(Harry Shutt, "The Trouble With Capitalism: an Enquiry into the Causes of
the Global Economic Failure", Zed Books, 1998, pp. 194-196)


RETREATING TO DETERMINISM

Confronted with the obstinate refusal of growth to revive, a significant
number of economists and others have been inclined to flirt with
quasi-metaphysical theories which supposedly give grounds for expecting a
spontaneous recovery in the global economy irrespective of the revealed
current tendency of market forces. According to such theories economic
growth is governed by very long cycles (of fifty years or more), which
their advocates claim can explain the ups and downs of the world economy at
least since the Industrial Revolution, and that these unfold more or less
independently of any 'man-made' events or influences such as world wars,
political changes or innovations in technology. To anyone who recognises
economics to be a social science -- and hence inherently subject to the
unpredictable actions and reactions of ever-changing human society --such
attempts to subject it to a series of rigid laws of motion can scarcely
seem worthy of a moment's consideration. That some respectable academics
have allowed themselves to take such theories seriously is thus only of
interest as an indicator of how far some will go to avoid addressing the
harsh realities of systemic failure.

An even more desperate response of some economists, manifested in 1997 to
the failure of the longed-for growth revival to materialise, has been to
claim that it is actually happening but that somehow the statistics have
failed to record it -- or are inherently incapable not doing so.
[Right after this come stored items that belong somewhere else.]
//! Append-only outcome log
//!
//! The log is the run's transcript: one line per item outcome, appended
//! and flushed as soon as the outcome is observed. Lines are only ever
//! added, so logs accumulate across runs on the same output path.

use crate::report::FetchOutcome;
use std::fs::{File, OpenOptions};
use std::io::{BufRead, BufReader, Write};
use std::path::Path;

/// Append-only writer for the outcome log
///
/// All outcomes go through a single writer, so lines never interleave.
#[derive(Debug)]
pub struct OutcomeLog {
    file: File,
}

impl OutcomeLog {
    /// Opens the log for appending, creating the file if missing
    pub fn open(path: &Path) -> std::io::Result<Self> {
        let file = OpenOptions::new().create(true).append(true).open(path)?;
        Ok(OutcomeLog { file })
    }

    /// Appends one outcome line and flushes it to disk
    pub fn append(&mut self, outcome: &FetchOutcome) -> std::io::Result<()> {
        writeln!(self.file, "{}", outcome.log_line())?;
        self.file.flush()
    }
}

/// Tallies read back from an outcome log
#[derive(Debug, Default, Clone, PartialEq, Eq)]
pub struct LogSummary {
    pub success_lines: u64,
    pub error_lines: u64,
}

impl LogSummary {
    pub fn total(&self) -> u64 {
        self.success_lines + self.error_lines
    }
}

/// Reads an outcome log and tallies its lines by tag
pub fn read_log_summary(path: &Path) -> std::io::Result<LogSummary> {
    let file = File::open(path)?;
    let reader = BufReader::new(file);

    let mut summary = LogSummary::default();
    for line in reader.lines() {
        let line = line?;
        if line.starts_with("SUCCESS:") {
            summary.success_lines += 1;
        } else if line.starts_with("ERROR:") {
            summary.error_lines += 1;
        }
    }

    Ok(summary)
}

#[cfg(test)]
mod tests {
    use super::*;
    use tempfile::tempdir;

    #[test]
    fn test_append_writes_one_line_per_outcome() {
        let dir = tempdir().unwrap();
        let path = dir.path().join("log.txt");

        let mut log = OutcomeLog::open(&path).unwrap();
        log.append(&FetchOutcome::success("1")).unwrap();
        log.append(&FetchOutcome::skipped("2")).unwrap();
        log.append(&FetchOutcome::failed("3", "Failed after retries"))
            .unwrap();

        let content = std::fs::read_to_string(&path).unwrap();
        let lines: Vec<&str> = content.lines().collect();
        assert_eq!(
            lines,
            vec![
                "SUCCESS: 1 saved",
                "SUCCESS: 2 already saved",
                "ERROR: 3 Failed after retries",
            ]
        );
    }

    #[test]
    fn test_reopen_appends_after_existing_lines() {
        let dir = tempdir().unwrap();
        let path = dir.path().join("log.txt");

        {
            let mut log = OutcomeLog::open(&path).unwrap();
            log.append(&FetchOutcome::success("1")).unwrap();
        }
        {
            let mut log = OutcomeLog::open(&path).unwrap();
            log.append(&FetchOutcome::success("2")).unwrap();
        }

        let content = std::fs::read_to_string(&path).unwrap();
        assert_eq!(content, "SUCCESS: 1 saved\nSUCCESS: 2 saved\n");
    }

    #[test]
    fn test_read_log_summary_tallies_by_tag() {
        let dir = tempdir().unwrap();
        let path = dir.path().join("log.txt");

        let mut log = OutcomeLog::open(&path).unwrap();
        log.append(&FetchOutcome::success("1")).unwrap();
        log.append(&FetchOutcome::skipped("2")).unwrap();
        log.append(&FetchOutcome::failed("3", "timeout")).unwrap();
        log.append(&FetchOutcome::failed("4", "timeout")).unwrap();

        let summary = read_log_summary(&path).unwrap();
        assert_eq!(summary.success_lines, 2);
        assert_eq!(summary.error_lines, 2);
        assert_eq!(summary.total(), 4);
    }

    #[test]
    fn test_read_log_summary_missing_file_is_error() {
        let dir = tempdir().unwrap();
        let result = read_log_summary(&dir.path().join("absent.txt"));
        assert!(result.is_err());
    }
}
The main
basis for these rather nebulous assertions appears to be that the large
productivity gains resulting from the information technology revolution
must be resulting in higher levels of output --or that, at the very least,
the benefits to consumers resulting from the increased efficiency and
convenience of the goods and services affected (such as that provided by
cash-dispensing machines) ought to be reflected in a higher rate of
economic growth than that actually recorded -- rather than in an increased
capacity surplus. These claims have been advanced mainly by Wall Street
economists -- with the blessing of none other than Chairman Alan Greenspan
of the Federal Reserve Board (the US central bank) -- in an effort to
convince the investor community that the huge surge in stock prices (which
had doubled in just over two years since 1995) did not overstate the true
value of the underlying assets. The most bizarre aspect these arguments is
that they amount to a repudiation of one of most elementary tenets of
market economics, namely that the only activities that count for the
purposes of measuring total output income are those that are actually paid
for and can thus be valued terms of a common monetary unit of account. As
such they seem unlikely to convince serious investors that there is any
hidden real value in corporate equities. Rather their significance lies
mainly demonstrating the extent to which highly qualified economists are
prepared to sacrifice their intellectual self-respect in order to serve the
interests of a beleaguered financial establishment.

CONCLUSION: NO WAY OUT

If we concede that it is difficult, if not impossible, to give definitive
explanations for why particular past surges in economic growth happened
when they did, we must also concede that the possibility of another one
occurring 'spontaneously' in the near future cannot be excluded. Yet the
analysis presented in this chapter unquestionably indicates stronger
grounds for expecting it not to occur. Moreover this conclusion is
reinforced by consideration of the huge scale the growth needed to reverse
the slide to disaster.

To put this in perspective, it should be noted that, even though growth
rates recorded by OECD countries since the mid-1970s averaging some 2.5 per
cent a year -- have been low by the standards of the 1950s and 1960s, they
appear to be very much in line with the norm for industrialised countries
over the hundred years prior to World War II. Despite this, as we have
seen, they have been insufficient to prevent either a growing
underutilisation of both capital and labour or, largely because of this
capacity surplus, a rapid rise in both public and private indebtedness. It
follows that a revival growth will have to be sustained at a rate high
enough to permit the elimination of both the capacity surplus and the
existing debt, while at the same time being consistent with continued high
returns on capital, if a disastrous fall in financial asset values is to be
avoided. It is difficult to estimate exactly what the minimum average
growth rate needed to meet all these requirements would be. Yet there can
be no question but that it would have to be at least as high as the 5 per
cent average real rate recorded in the 1960s -- and perhaps even higher,
assuming a continuing rise in the productivity of capital and labour.
Furthermore, it would probably need to be sustained at that average level
for at least ten to fifteen years before something like balance was restored.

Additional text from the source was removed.